Comments on SvN are generally more civil compared to those on other blogs in its peer group, and certainly elsewhere on the Internet. But the vitriol about the redesign itself was so extreme we very nearly pulled them — but most of it boiled down to good old-fashioned fear of change, so we waited. Eventually most of the haters moved on.
Still, it remains a problem. We’ve talked about the possibility of preemptively disabling comments for specific posts, but it’s tricky to anticipate which posts are going to incite trolling, and we don’t want to punish the readers who would otherwise add insight. Some of us have (only half-jokingly) proposed making would-be commenters click an “agree” button promising their intention to add value, or forcing them to wait five minutes before being allowed to post — you’d arrive on the page and a timer would start, and you earn the right to comment by waiting it out.

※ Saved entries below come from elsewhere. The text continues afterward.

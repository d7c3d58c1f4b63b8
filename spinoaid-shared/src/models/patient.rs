/// Patient records
///
/// Stored in the `patients` collection, one document per patient, scoped to
/// the user who created it (`created_by`). Every query below filters on the
/// owner, so a user never sees or changes another user's patients.
///
/// # Patient codes
///
/// Besides the UUID `id`, each patient gets a human-facing code `P-<n>`.
/// Codes are allocated from the highest existing number in the collection,
/// starting at `P-1001`. The collection carries a unique index on
/// `patient_id`; when two creations race for the same number the loser's
/// insert is rejected and it allocates again (see [`Patient::create`]).

use chrono::{DateTime, Utc};
use serde::{Deserialize, Serialize};
use serde_json::Value;
use std::{fmt, str::FromStr};
use uuid::Uuid;

use crate::store::{
    from_document, to_document, DocumentStore, Filter, FindOptions, SortOrder, StoreError,
    StoreResult,
};

/// Field holding the numeric part of the code, used for ordering
const SEQUENCE_FIELD: &str = "sequence";

/// Allocation attempts before giving up on a contended code
pub const MAX_CODE_ATTEMPTS: usize = 16;

/// Human-facing sequential patient code, `P-<n>`
#[derive(Debug, Clone, Copy, PartialEq, Eq, PartialOrd, Ord, Hash, Serialize, Deserialize)]
#[serde(try_from = "String", into = "String")]
pub struct PatientCode(u64);

impl PatientCode {
    /// Code given to the first patient
    pub const FIRST: PatientCode = PatientCode(1001);

    /// Wraps a raw number
    pub fn new(number: u64) -> Self {
        PatientCode(number)
    }

    /// Numeric part of the code
    pub fn number(&self) -> u64 {
        self.0
    }

    /// The code after this one
    pub fn next(&self) -> Self {
        PatientCode(self.0 + 1)
    }
}

impl fmt::Display for PatientCode {
    fn fmt(&self, f: &mut fmt::Formatter<'_>) -> fmt::Result {
        write!(f, "P-{}", self.0)
    }
}

impl FromStr for PatientCode {
    type Err = String;

    fn from_str(s: &str) -> Result<Self, Self::Err> {
        s.strip_prefix("P-")
            .and_then(|n| n.parse::<u64>().ok())
            .map(PatientCode)
            .ok_or_else(|| format!("invalid patient code '{}'", s))
    }
}

impl TryFrom<String> for PatientCode {
    type Error = String;

    fn try_from(value: String) -> Result<Self, Self::Error> {
        value.parse()
    }
}

impl From<PatientCode> for String {
    fn from(code: PatientCode) -> Self {
        code.to_string()
    }
}

/// Patient model
#[derive(Debug, Clone, PartialEq, Serialize, Deserialize)]
pub struct Patient {
    /// Unique record ID
    pub id: Uuid,

    /// Sequential code, e.g. `P-1001`
    pub patient_id: PatientCode,

    pub name: String,
    pub age: u32,
    pub gender: String,
    pub date_of_birth: Option<String>,
    pub phone: Option<String>,
    pub email: Option<String>,
    pub address: Option<String>,
    pub blood_type: Option<String>,

    #[serde(default)]
    pub allergies: Vec<String>,

    #[serde(default)]
    pub conditions: Vec<String>,

    pub medical_history: Option<String>,

    /// Owning user
    pub created_by: Uuid,

    pub created_at: DateTime<Utc>,
}

/// Input for creating a patient
#[derive(Debug, Clone, Default, Serialize, Deserialize)]
pub struct CreatePatient {
    pub name: String,
    pub age: u32,
    pub gender: String,
    #[serde(default)]
    pub date_of_birth: Option<String>,
    #[serde(default)]
    pub phone: Option<String>,
    #[serde(default)]
    pub email: Option<String>,
    #[serde(default)]
    pub address: Option<String>,
    #[serde(default)]
    pub blood_type: Option<String>,
    #[serde(default)]
    pub allergies: Option<Vec<String>>,
    #[serde(default)]
    pub conditions: Option<Vec<String>>,
    #[serde(default)]
    pub medical_history: Option<String>,
}

/// Partial update: only `Some` fields are written
///
/// An explicit JSON `null` counts as "not provided".
#[derive(Debug, Clone, Default, Serialize, Deserialize)]
pub struct UpdatePatient {
    #[serde(default, skip_serializing_if = "Option::is_none")]
    pub name: Option<String>,
    #[serde(default, skip_serializing_if = "Option::is_none")]
    pub age: Option<u32>,
    #[serde(default, skip_serializing_if = "Option::is_none")]
    pub gender: Option<String>,
    #[serde(default, skip_serializing_if = "Option::is_none")]
    pub date_of_birth: Option<String>,
    #[serde(default, skip_serializing_if = "Option::is_none")]
    pub phone: Option<String>,
    #[serde(default, skip_serializing_if = "Option::is_none")]
    pub email: Option<String>,
    #[serde(default, skip_serializing_if = "Option::is_none")]
    pub address: Option<String>,
    #[serde(default, skip_serializing_if = "Option::is_none")]
    pub blood_type: Option<String>,
    #[serde(default, skip_serializing_if = "Option::is_none")]
    pub allergies: Option<Vec<String>>,
    #[serde(default, skip_serializing_if = "Option::is_none")]
    pub conditions: Option<Vec<String>>,
    #[serde(default, skip_serializing_if = "Option::is_none")]
    pub medical_history: Option<String>,
}

impl UpdatePatient {
    /// True when no field is set
    pub fn is_empty(&self) -> bool {
        self.name.is_none()
            && self.age.is_none()
            && self.gender.is_none()
            && self.date_of_birth.is_none()
            && self.phone.is_none()
            && self.email.is_none()
            && self.address.is_none()
            && self.blood_type.is_none()
            && self.allergies.is_none()
            && self.conditions.is_none()
            && self.medical_history.is_none()
    }
}

fn owner_filter(owner: Uuid) -> Filter {
    Filter::new().eq("created_by", owner.to_string())
}

fn code_filter(owner: Uuid, code: &str) -> Filter {
    owner_filter(owner).eq("patient_id", code)
}

impl Patient {
    /// Collection name
    pub const COLLECTION: &'static str = "patients";

    /// Reads the highest existing code and returns the one after it
    ///
    /// Returns [`PatientCode::FIRST`] on an empty collection. The result is
    /// only a candidate: another writer may claim it before the insert.
    pub async fn next_code(store: &dyn DocumentStore) -> StoreResult<PatientCode> {
        let last = store
            .find_one(
                Self::COLLECTION,
                &Filter::new(),
                FindOptions::sort_by(SEQUENCE_FIELD, SortOrder::Descending),
            )
            .await?;

        let highest = last.and_then(|doc| {
            doc.get(SEQUENCE_FIELD)
                .and_then(Value::as_u64)
                .map(PatientCode::new)
                .or_else(|| {
                    doc.get("patient_id")
                        .and_then(Value::as_str)
                        .and_then(|s| s.parse().ok())
                })
        });

        Ok(highest.map_or(PatientCode::FIRST, |code| code.next()))
    }

    /// Creates a patient owned by `owner` with a freshly allocated code
    ///
    /// Retries allocation when the unique index on `patient_id` rejects the
    /// insert, up to [`MAX_CODE_ATTEMPTS`] times.
    pub async fn create(
        store: &dyn DocumentStore,
        owner: Uuid,
        data: CreatePatient,
    ) -> StoreResult<Self> {
        let id = Uuid::new_v4();
        let created_at = Utc::now();

        for attempt in 1..=MAX_CODE_ATTEMPTS {
            let code = Self::next_code(store).await?;

            let patient = Patient {
                id,
                patient_id: code,
                name: data.name.clone(),
                age: data.age,
                gender: data.gender.clone(),
                date_of_birth: data.date_of_birth.clone(),
                phone: data.phone.clone(),
                email: data.email.clone(),
                address: data.address.clone(),
                blood_type: data.blood_type.clone(),
                allergies: data.allergies.clone().unwrap_or_default(),
                conditions: data.conditions.clone().unwrap_or_default(),
                medical_history: data.medical_history.clone(),
                created_by: owner,
                created_at,
            };

            let mut doc = to_document(&patient)?;
            doc.insert(SEQUENCE_FIELD.to_string(), Value::from(code.number()));

            match store.insert(Self::COLLECTION, doc).await {
                Ok(_) => {
                    tracing::debug!(patient_id = %code, %owner, "created patient");
                    return Ok(patient);
                }
                Err(err) if err.is_duplicate_of("patient_id") => {
                    tracing::warn!(attempt, patient_id = %code, "patient code taken, reallocating");
                }
                Err(err) => return Err(err),
            }
        }

        Err(StoreError::Duplicate {
            collection: Self::COLLECTION.to_string(),
            field: "patient_id".to_string(),
        })
    }

    /// Lists the owner's patients in code order
    pub async fn list_for_owner(store: &dyn DocumentStore, owner: Uuid) -> StoreResult<Vec<Self>> {
        store
            .find(
                Self::COLLECTION,
                &owner_filter(owner),
                FindOptions::sort_by(SEQUENCE_FIELD, SortOrder::Ascending),
            )
            .await?
            .into_iter()
            .map(from_document::<Self>)
            .collect()
    }

    /// Finds one of the owner's patients by code
    pub async fn find_for_owner(
        store: &dyn DocumentStore,
        owner: Uuid,
        code: &str,
    ) -> StoreResult<Option<Self>> {
        store
            .find_one(Self::COLLECTION, &code_filter(owner, code), FindOptions::default())
            .await?
            .map(from_document::<Self>)
            .transpose()
    }

    /// Applies a partial update to one of the owner's patients
    ///
    /// Returns `None` when no patient with that code belongs to `owner`.
    /// Callers reject empty updates before getting here.
    pub async fn update_for_owner(
        store: &dyn DocumentStore,
        owner: Uuid,
        code: &str,
        changes: UpdatePatient,
    ) -> StoreResult<Option<Self>> {
        let filter = code_filter(owner, code);
        let outcome = store
            .update(Self::COLLECTION, &filter, to_document(&changes)?)
            .await?;

        if outcome.matched == 0 {
            return Ok(None);
        }

        Self::find_for_owner(store, owner, code).await
    }

    /// Deletes one of the owner's patients, returning whether it existed
    pub async fn delete_for_owner(
        store: &dyn DocumentStore,
        owner: Uuid,
        code: &str,
    ) -> StoreResult<bool> {
        let deleted = store
            .delete(Self::COLLECTION, &code_filter(owner, code))
            .await?;
        Ok(deleted > 0)
    }
}
/// Image analysis seam
///
/// `/api/analyze` hands its request body to an [`ImageAnalyzer`]. The only
/// implementation today is [`PlaceholderAnalyzer`], which ignores its input
/// and returns one fixed finding. A real model plugs in by implementing the
/// trait and being passed to the application state at startup.
///
/// # Example
///
/// ```
/// use spinoaid_shared::inference::{ImageAnalyzer, PlaceholderAnalyzer};
///
/// # async fn example() -> Result<(), Box<dyn std::error::Error>> {
/// let analyzer = PlaceholderAnalyzer::new();
/// let predictions = analyzer.analyze(&serde_json::json!({ "image_id": "img_1" })).await?;
/// assert_eq!(predictions[0].label, "Example Finding");
/// # Ok(())
/// # }
/// ```

use async_trait::async_trait;
use serde::{Deserialize, Serialize};
use serde_json::Value as JsonValue;

/// Error type for analysis
#[derive(Debug, thiserror::Error)]
pub enum InferenceError {
    /// The request did not describe an image the analyzer can use
    #[error("Invalid analysis request: {0}")]
    InvalidRequest(String),

    /// The model failed
    #[error("Model execution failed: {0}")]
    ModelFailed(String),
}

/// Bounding box in image pixels
#[derive(Debug, Clone, Copy, PartialEq, Serialize, Deserialize)]
pub struct Region {
    pub x: u32,
    pub y: u32,
    pub width: u32,
    pub height: u32,
}

/// One finding reported by the analyzer
#[derive(Debug, Clone, PartialEq, Serialize, Deserialize)]
pub struct Prediction {
    pub label: String,
    pub confidence: f64,
    pub region: Region,
}

/// Runs a model over an uploaded image
#[async_trait]
pub trait ImageAnalyzer: Send + Sync {
    /// Analyzer name for logs
    fn name(&self) -> &str;

    /// Analyzes the image described by `request`
    async fn analyze(&self, request: &JsonValue) -> Result<Vec<Prediction>, InferenceError>;
}

/// Analyzer that returns a fixed example finding
#[derive(Debug, Clone, Copy, Default)]
pub struct PlaceholderAnalyzer;

impl PlaceholderAnalyzer {
    pub fn new() -> Self {
        PlaceholderAnalyzer
    }
}

#[async_trait]
impl ImageAnalyzer for PlaceholderAnalyzer {
    fn name(&self) -> &str {
        "placeholder"
    }

    async fn analyze(&self, _request: &JsonValue) -> Result<Vec<Prediction>, InferenceError> {
        Ok(vec![Prediction {
            label: "Example Finding".to_string(),
            confidence: 0.95,
            region: Region {
                x: 100,
                y: 100,
                width: 50,
                height: 50,
            },
        }])
    }
}

#[cfg(test)]
mod tests {
    use super::*;
    use serde_json::json;

    #[tokio::test]
    async fn test_placeholder_ignores_input() {
        let analyzer = PlaceholderAnalyzer::new();

        let a = analyzer.analyze(&json!({})).await.unwrap();
        let b = analyzer.analyze(&json!({ "image_id": "xyz" })).await.unwrap();

        assert_eq!(a, b);
        assert_eq!(a.len(), 1);
        assert_eq!(a[0].confidence, 0.95);
        assert_eq!(
            serde_json::to_value(&a[0].region).unwrap(),
            json!({ "x": 100, "y": 100, "width": 50, "height": 50 })
        );
    }
}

Other forums have begun addressing the breakdown in civil discourse by making it more cumbersome to join the conversation. The Huffington Post announced it would no longer allow anonymous comments, and ESPN.com requires commenters to have a Facebook account to add a comment on certain sections of the site. To combat the trolliest of the trolls, YouTube is rolling out a new system that forces commenters to use their Google+ profiles, and also moves more relevant comments (i.e., those from the original poster, people you know and “popular personalities”) to the top. And Popular Science has shut down the conversation altogether, arguing that trolls are “bad for science.”
We ultimately retained comments because there’s no denying the value of a true dialogue. There’s a lot to be said for a post serving as the starting point of a fruitful discussion, and for connecting authors and readers. Plus, you told us you want them: We polled SvN readers in 2012, and learned folks appreciate having comments in general (although some complained, understandably, about their quality).
Another possibility is moving the conversation elsewhere — tools like Branch exist for that very purpose. Mig purposefully built Twitter into SvN’s redesign to encourage offsite dialogue — if you read an article and have something to say to the author, tweet her. Mat Honan’s Wired piece highlights some of alternatives to hosting a conversation right under the post itself — a convention it’s past time we reevaluate.
When comment sections are deliberately downplayed, moved elsewhere or abolished, they’re no longer the most accurate measure of “engagement,” although that’s a popular misconception. One SvN reader recently commented:
“I find it interesting how few comments any of these blog posts get on the topic of company spotlight on remote working.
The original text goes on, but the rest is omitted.